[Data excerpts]
= Beginning of Section =

//! Export file loading
//!
//! Materializes a `RecordSet` from one or more JSON export files. This is the
//! upstream collaborator for the aggregator: once `load` returns, every
//! record the report needs is in memory.

use std::path::{Path, PathBuf};

use rayon::prelude::*;

use crate::types::{RecordSet, Result, TracemeterError};

/// Loads `{ "traces": [...], "generations": [...] }` export files
pub struct DataLoaderService {
    input: String,
}

impl DataLoaderService {
    /// `input` is a file path or a glob pattern (e.g. `exports/*.json`)
    pub fn new(input: impl Into<String>) -> Self {
        Self {
            input: input.into(),
        }
    }

    /// Resolve the input to a sorted list of files
    pub fn collect_files(&self) -> Result<Vec<PathBuf>> {
        let direct = Path::new(&self.input);
        if direct.is_file() {
            return Ok(vec![direct.to_path_buf()]);
        }

        let matched = glob::glob(&self.input)
            .map_err(|e| TracemeterError::Parse(format!("invalid pattern {}: {}", self.input, e)))?;

        // An unreadable entry would leave the record set incomplete
        let mut files: Vec<PathBuf> = matched
            .collect::<std::result::Result<Vec<_>, _>>()
            .map_err(|e| {
                TracemeterError::Parse(format!(
                    "cannot read {}: {}",
                    e.path().display(),
                    e.error()
                ))
            })?
            .into_iter()
            .filter(|p| p.is_file())
            .collect();
        files.sort();

        if files.is_empty() {
            return Err(TracemeterError::Parse(format!(
                "no export files matched {}",
                self.input
            )));
        }
        Ok(files)
    }

    /// Parse all matching files in parallel and merge them in path order
    pub fn load(&self) -> Result<RecordSet> {
        let files = self.collect_files()?;
        tracing::info!(files = files.len(), input = %self.input, "loading export files");

        // par_iter().collect() keeps input order
        let parsed: Vec<RecordSet> = files
            .par_iter()
            .map(|f| parse_file(f))
            .collect::<Result<Vec<_>>>()?;

        let mut records = RecordSet::default();
        for set in parsed {
            records.extend(set);
        }

        tracing::debug!(
            traces = records.traces.len(),
            generations = records.generations.len(),
            "export files merged"
        );
        Ok(records)
    }
}

/// Parse a single export file
pub fn parse_file(path: &Path) -> Result<RecordSet> {
    let mut bytes = std::fs::read(path)?;
    if bytes.iter().all(|b| b.is_ascii_whitespace()) {
        tracing::debug!(path = %path.display(), "empty export file");
        return Ok(RecordSet::default());
    }

    simd_json::serde::from_slice(&mut bytes)
        .map_err(|e| TracemeterError::Parse(format!("{}: {}", path.display(), e)))
}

= End of Section =

_TASK DETAILS_.
The lines above that hold "input" are the result; show every one of them.

_RESULT OF THE TASK_.
    input: String,
    /// `input` is a file path or a glob pattern (e.g. `exports/*.json`)
    pub fn new(input: impl Into<String>) -> Self {
            input: input.into(),
    /// Resolve the input to a sorted list of files
        let direct = Path::new(&self.input);
        let matched = glob::glob(&self.input)
            .map_err(|e| TracemeterError::Parse(format!("invalid pattern {}: {}", self.input, e)))?;
                self.input
        tracing::info!(files = files.len(), input = %self.input, "loading export files");
        // par_iter().collect() keeps input order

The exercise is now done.